Overall state spending continued to climb right through the recession, when all money from state general funds and other funds, federal grants and state bonds is combined. Total state spending in 2010 was almost 10% higher than in 2008, according to the National Association of State Budget Officers' annual State Expenditure Report.

(And general fund spending - which makes up about 40% of total state spending - is expected to climb 5.2% this year and 2.6% next year, according to the association's latest survey.)

NASBO says that states were able to sustain spending growth through 2010 only because the federal government was pumping more money in via the $830 billion "stimulus," and that these funds are now all but exhausted.
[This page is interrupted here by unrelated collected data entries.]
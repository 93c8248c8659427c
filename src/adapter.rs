//! Adapter Module - Startup registration
//!
//! Wires the classifier and dispatcher into the raw-signal bus. `install`
//! attaches three capture-phase listeners - press, release, and the
//! press-only character variant - so the adapter observes and suppresses
//! signals before ordinary application listeners. Unrecognized signals
//! are left untouched and flow on to the bubble phase.
//!
//! There is no implicit load-time registration: the host calls `install`
//! deliberately and holds the returned handle for as long as the adapter
//! should live.
//!
//! # Example
//!
//! ```ignore
//! use dpad_adapter::adapter;
//!
//! let handle = adapter::install();
//!
//! // ... run the event loop, feeding bus::emit and timer::pump_now ...
//!
//! handle.cleanup();
//! ```

use std::time::Instant;

use crate::bus::{self, Phase};
use crate::classify::classify;
use crate::dispatch;
use crate::event::{RawKeySignal, SignalKind};
use crate::timer;

// =============================================================================
// ADAPTER HANDLE
// =============================================================================

/// Cleanup handle for the installed adapter listeners.
pub struct AdapterHandle {
    press_cleanup: Option<Box<dyn FnOnce()>>,
    release_cleanup: Option<Box<dyn FnOnce()>>,
    char_cleanup: Option<Box<dyn FnOnce()>>,
}

impl AdapterHandle {
    /// Detach all three listeners.
    pub fn cleanup(mut self) {
        if let Some(cleanup) = self.press_cleanup.take() {
            cleanup();
        }
        if let Some(cleanup) = self.release_cleanup.take() {
            cleanup();
        }
        if let Some(cleanup) = self.char_cleanup.take() {
            cleanup();
        }
    }
}

// =============================================================================
// INSTALL
// =============================================================================

/// Install the adapter: three capture-phase listeners on the raw-signal
/// bus. Returns a handle for cleanup.
///
/// # Listeners
///
/// - **Press**: classify, dispatch as pressed, consume
/// - **Release**: classify, dispatch as released, consume
/// - **Char** (press-only sources): classify, dispatch as pressed, then
///   schedule a synthetic release after [`timer::RELEASE_DELAY`]
///
/// A signal that classifies to no action is never consumed.
pub fn install() -> AdapterHandle {
    let press_cleanup = bus::on_raw(Phase::Capture, |signal| {
        if signal.kind != SignalKind::Press {
            return false;
        }
        handle_key(signal, true)
    });

    let release_cleanup = bus::on_raw(Phase::Capture, |signal| {
        if signal.kind != SignalKind::Release {
            return false;
        }
        handle_key(signal, false)
    });

    let char_cleanup = bus::on_raw(Phase::Capture, |signal| {
        if signal.kind != SignalKind::Char {
            return false;
        }
        let Some(action) = classify(signal) else {
            return false;
        };
        dispatch::dispatch(action, true, signal);
        timer::schedule_release(action, signal.clone(), Instant::now());
        true
    });

    tracing::info!("d-pad adapter installed");

    AdapterHandle {
        press_cleanup: Some(Box::new(press_cleanup)),
        release_cleanup: Some(Box::new(release_cleanup)),
        char_cleanup: Some(Box::new(char_cleanup)),
    }
}

/// Classify and dispatch one press/release signal.
/// Returns true if the signal was recognized (and therefore consumed).
fn handle_key(signal: &RawKeySignal, pressed: bool) -> bool {
    let Some(action) = classify(signal) else {
        return false;
    };
    dispatch::dispatch(action, pressed, signal);
    true
}

// =============================================================================
// TESTS
// =============================================================================
//! Selection of the advertisement decoding path for the host platform.

use tracing::{debug, warn};

use crate::scan::ScanReport;
use crate::{AdvertisementData, Advertising, DeviceInfoSource, Peripheral, Platform, Result};

/// Turns the advertisement payload handed over by the host into [`AdvertisementData`].
pub trait AdvertisementDecoder {
    /// The platform whose payload shape this decoder understands.
    fn platform(&self) -> Platform;

    /// Decodes one advertisement.
    ///
    /// Decoding never fails. A payload of the shape this decoder does not understand yields an empty record.
    fn decode(&self, advertising: &Advertising) -> AdvertisementData;
}

/// Decodes raw advertising payloads (Android).
#[derive(Debug, Clone, Copy, Default, PartialEq, Eq, Hash)]
pub struct RawDecoder;

impl AdvertisementDecoder for RawDecoder {
    fn platform(&self) -> Platform {
        Platform::Android
    }

    fn decode(&self, advertising: &Advertising) -> AdvertisementData {
        match advertising {
            Advertising::Raw(buf) => AdvertisementData::from_raw(buf),
            Advertising::Dictionary(_) => {
                warn!("raw decoder received an advertisement dictionary");
                AdvertisementData::default()
            }
        }
    }
}

/// Reads CoreBluetooth advertisement dictionaries (iOS).
#[derive(Debug, Clone, Copy, Default, PartialEq, Eq, Hash)]
pub struct DictionaryDecoder;

impl AdvertisementDecoder for DictionaryDecoder {
    fn platform(&self) -> Platform {
        Platform::Ios
    }

    fn decode(&self, advertising: &Advertising) -> AdvertisementData {
        match advertising {
            Advertising::Dictionary(dict) => AdvertisementData::from_dictionary(dict),
            Advertising::Raw(_) => {
                warn!("dictionary decoder received a raw advertising payload");
                AdvertisementData::default()
            }
        }
    }
}

/// The decoder for one platform, chosen once when the host integration starts.
#[derive(Debug, Clone, Copy, PartialEq, Eq, Hash)]
pub enum Decoder {
    /// See [`RawDecoder`]
    Raw(RawDecoder),
    /// See [`DictionaryDecoder`]
    Dictionary(DictionaryDecoder),
}

impl Decoder {
    /// The decoder for `platform`.
    pub fn for_platform(platform: Platform) -> Self {
        match platform {
            Platform::Android => Decoder::Raw(RawDecoder),
            Platform::Ios => Decoder::Dictionary(DictionaryDecoder),
        }
    }

    /// The decoder for the platform reported by `device`.
    ///
    /// Fails with [`UnknownPlatform`][crate::error::ErrorKind::UnknownPlatform] if the platform is neither Android
    /// nor iOS, since no decoding path applies then.
    pub fn from_device_info(device: &(impl DeviceInfoSource + ?Sized)) -> Result<Self> {
        let info = device.device_info()?;
        let platform = info.platform()?;
        debug!(%platform, model = %info.model, version = %info.version, "selected advertisement decoder");
        Ok(Decoder::for_platform(platform))
    }

    /// Builds the [`Peripheral`] for one scan report.
    pub fn peripheral(&self, report: ScanReport) -> Peripheral {
        let adv_data = self.decode(&report.advertising);
        Peripheral {
            id: report.id,
            name: report.name,
            rssi: report.rssi,
            adv_data,
        }
    }
}

impl AdvertisementDecoder for Decoder {
    fn platform(&self) -> Platform {
        match self {
            Decoder::Raw(d) => d.platform(),
            Decoder::Dictionary(d) => d.platform(),
        }
    }

    fn decode(&self, advertising: &Advertising) -> AdvertisementData {
        match self {
            Decoder::Raw(d) => d.decode(advertising),
            Decoder::Dictionary(d) => d.decode(advertising),
        }
    }
}
use std::mem::ManuallyDrop;

/// Runs a closure when dropped, unless [defused](ScopeGuard::defuse) first.
pub struct ScopeGuard<F: FnOnce()> {
    dropfn: ManuallyDrop<F>,
}

impl<F: FnOnce()> ScopeGuard<F> {
    /// Drops the closure without running it.
    pub fn defuse(mut self) {
        // SAFETY: `dropfn` is dropped exactly once here, and `forget` keeps `Drop::drop` from touching it again.
        unsafe { ManuallyDrop::drop(&mut self.dropfn) }
        std::mem::forget(self)
    }
}

impl<F: FnOnce()> Drop for ScopeGuard<F> {
    fn drop(&mut self) {
        // SAFETY: This is OK because `dropfn` is `ManuallyDrop` which will not be dropped by the compiler.
        let dropfn = unsafe { ManuallyDrop::take(&mut self.dropfn) };
        dropfn();
    }
}

/// Undoes a partially completed operation if the enclosing scope is left early, by `?` or by a future being
/// dropped mid-await.
pub fn defer<F: FnOnce()>(dropfn: F) -> ScopeGuard<F> {
    ScopeGuard {
        dropfn: ManuallyDrop::new(dropfn),
    }
}

#[cfg(test)]
mod tests {
    use std::cell::Cell;

    use super::*;

    #[test]
    fn runs_on_drop_unless_defused() {
        let ran = Cell::new(0);
        {
            let _guard = defer(|| ran.set(ran.get() + 1));
        }
        assert_eq!(ran.get(), 1);

        defer(|| ran.set(ran.get() + 1)).defuse();
        assert_eq!(ran.get(), 1);
    }
}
Meanwhile, the claim that state and local government jobs have been severely cut is, at the very least, open to some debate.

"We know that the biggest problem that we've had in terms of unemployment over the last several months has not been in the private sector," President Obama said at a recent press briefing, "it's actually been layoffs of teachers and cops and firefighters."

Monthly data from the Bureau of Labor Statistics do show that from Dec. 2007 - when the recession officially started - until the end of 2010, state and local governments shed 221,000 jobs. And they've cut another 234,000 jobs so far this year. But a separate annual survey from the Census Bureau shows that "full time equivalent" state and local employment climbed 200,000 between 2007 and 2010 (the latest year for which these Census data are available.)

The differences come from the methodologies used.

In any case, even using BLS data, the number of state and local government jobs has fallen just 2.3% since December 2007. That compares with a decline of 5.4% for private sector jobs.

While it's true that President Obama is the "captain" of this ship of state bearing full speed ahead towards the iceberg of economic disaster, Republicans such as John Boehner, Mitch McConnell, and my own congresswoman - Dr. Nan Hayworth - are just as guilty because though they possess the power to stop what's happening... they refuse to use their power.

Worse... they lie. Again and again and again they lie.